- _WHAT TO DO_
Give back nothing but the number of lines in these entries that contain the word "tests".

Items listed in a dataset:
//! Mock transport implementation for testing.
//!
//! [`MockTransport::pair`] returns a transport for the driver and a
//! [`MockPeer`] for the test. Everything the driver sends shows up at the
//! peer, and everything the peer delivers is returned by `recv_from`. No
//! socket is involved, so tests run on tokio's paused clock.
//!
//! ## Example
//!
//! ```rust
//! use knx_tunnel::net::mock_transport::MockTransport;
//! use knx_tunnel::net::AsyncTransport;
//! use std::net::{Ipv4Addr, SocketAddrV4};
//!
//! # #[tokio::main(flavor = "current_thread")]
//! # async fn main() -> knx_tunnel::Result<()> {
//! let local = SocketAddrV4::new(Ipv4Addr::new(192, 168, 1, 50), 50000);
//! let gateway = SocketAddrV4::new(Ipv4Addr::new(192, 168, 1, 10), 3671);
//! let (transport, mut peer) = MockTransport::pair(local);
//!
//! transport.send_to(&[0x06, 0x10], gateway).await?;
//! assert_eq!(peer.try_next_sent(), Some((vec![0x06, 0x10], gateway)));
//!
//! peer.deliver(&[0x06, 0x10], gateway);
//! let mut buf = [0u8; 8];
//! let (len, from) = transport.recv_from(&mut buf).await?;
//! assert_eq!((len, from), (2, gateway));
//! # Ok(())
//! # }
//! ```

use crate::error::{KnxError, Result};
use crate::net::transport::AsyncTransport;
use std::net::SocketAddrV4;
use tokio::sync::{mpsc, Mutex};

/// Datagram with its peer address
pub type Datagram = (Vec<u8>, SocketAddrV4);

/// In-memory [`AsyncTransport`]
#[derive(Debug)]
pub struct MockTransport {
    local: SocketAddrV4,
    sent: mpsc::UnboundedSender<Datagram>,
    inbound: Mutex<mpsc::UnboundedReceiver<Datagram>>,
}

/// Test side of a [`MockTransport`]
#[derive(Debug)]
pub struct MockPeer {
    local: SocketAddrV4,
    inbound: mpsc::UnboundedSender<Datagram>,
    sent: mpsc::UnboundedReceiver<Datagram>,
}

impl MockTransport {
    /// Create a transport reporting `local` as its endpoint, and its peer
    pub fn pair(local: SocketAddrV4) -> (Self, MockPeer) {
        let (sent_tx, sent_rx) = mpsc::unbounded_channel();
        let (inbound_tx, inbound_rx) = mpsc::unbounded_channel();
        (
            Self {
                local,
                sent: sent_tx,
                inbound: Mutex::new(inbound_rx),
            },
            MockPeer {
                local,
                inbound: inbound_tx,
                sent: sent_rx,
            },
        )
    }
}

impl AsyncTransport for MockTransport {
    fn local_endpoint(&self) -> Result<SocketAddrV4> {
        Ok(self.local)
    }

    async fn send_to(&self, data: &[u8], target: SocketAddrV4) -> Result<()> {
        self.sent.send((data.to_vec(), target)).ok().ok_or_else(|| {
            KnxError::send_failed(std::io::Error::new(
                std::io::ErrorKind::BrokenPipe,
                "mock peer dropped",
            ))
        })
    }

    async fn recv_from(&self, buf: &mut [u8]) -> Result<(usize, SocketAddrV4)> {
        let mut inbound = self.inbound.lock().await;
        match inbound.recv().await {
            Some((data, from)) => {
                let len = data.len().min(buf.len());
                buf[..len].copy_from_slice(&data[..len]);
                Ok((len, from))
            }
            // Peer gone: behave like a socket nobody writes to
            None => core::future::pending().await,
        }
    }
}

impl MockPeer {
    /// Endpoint of the transport this peer belongs to
    pub const fn local_endpoint(&self) -> SocketAddrV4 {
        self.local
    }

    /// Make `data` arrive at the transport as if sent from `from`.
    ///
    /// Returns `false` once the transport was dropped.
    pub fn deliver(&self, data: &[u8], from: SocketAddrV4) -> bool {
        self.inbound.send((data.to_vec(), from)).is_ok()
    }

    /// Wait for the next datagram the transport sent
    pub async fn next_sent(&mut self) -> Option<Datagram> {
        self.sent.recv().await
    }

    /// Next datagram the transport sent, if one is queued
    pub fn try_next_sent(&mut self) -> Option<Datagram> {
        self.sent.try_recv().ok()
    }

    /// All datagrams queued so far
    pub fn drain_sent(&mut self) -> Vec<Datagram> {
        core::iter::from_fn(|| self.try_next_sent()).collect()
    }
}

#[cfg(test)]
mod tests {
    use super::*;
    use std::net::Ipv4Addr;

    fn local() -> SocketAddrV4 {
        SocketAddrV4::new(Ipv4Addr::new(192, 168, 1, 50), 50000)
    }

    fn gateway() -> SocketAddrV4 {
        SocketAddrV4::new(Ipv4Addr::new(192, 168, 1, 10), 3671)
    }

    #[tokio::test]
    async fn test_mock_send_receive() {
        let (transport, mut peer) = MockTransport::pair(local());
        assert_eq!(transport.local_endpoint().unwrap(), local());
        assert_eq!(peer.local_endpoint(), local());

        transport.send_to(&[0xAA, 0xBB], gateway()).await.unwrap();
        assert_eq!(peer.next_sent().await, Some((vec![0xAA, 0xBB], gateway())));

        assert!(peer.deliver(&[0x01, 0x02, 0x03], gateway()));
        let mut buf = [0u8; 10];
        let (n, from) = transport.recv_from(&mut buf).await.unwrap();
        assert_eq!(&buf[..n], &[0x01, 0x02, 0x03]);
        assert_eq!(from, gateway());
    }

    #[tokio::test]
    async fn test_mock_fifo_order() {
        let (transport, peer) = MockTransport::pair(local());
        for byte in 1..=3u8 {
            peer.deliver(&[byte], gateway());
        }

        let mut buf = [0u8; 10];
        for byte in 1..=3u8 {
            transport.recv_from(&mut buf).await.unwrap();
            assert_eq!(buf[0], byte);
        }
    }

    #[tokio::test]
    async fn test_mock_truncates_to_buffer() {
        let (transport, peer) = MockTransport::pair(local());
        peer.deliver(&[1, 2, 3, 4], gateway());

        let mut buf = [0u8; 2];
        let (n, _) = transport.recv_from(&mut buf).await.unwrap();
        assert_eq!(n, 2);
        assert_eq!(buf, [1, 2]);
    }

    #[tokio::test]
    async fn test_mock_peer_dropped() {
        let (transport, peer) = MockTransport::pair(local());
        drop(peer);

        let KnxError::Transport(_) = transport.send_to(&[1], gateway()).await.unwrap_err() else {
            panic!("expected transport error");
        };

        let mut buf = [0u8; 4];
        let recv = tokio::time::timeout(
            std::time::Duration::from_millis(10),
            transport.recv_from(&mut buf),
        )
        .await;
        assert!(recv.is_err());
    }

    #[tokio::test]
    async fn test_drain_sent() {
        let (transport, mut peer) = MockTransport::pair(local());
        transport.send_to(&[1], gateway()).await.unwrap();
        transport.send_to(&[2], gateway()).await.unwrap();
        assert_eq!(peer.drain_sent().len(), 2);
        assert_eq!(peer.try_next_sent(), None);
    }
}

- _EXERCISE RESULT_
2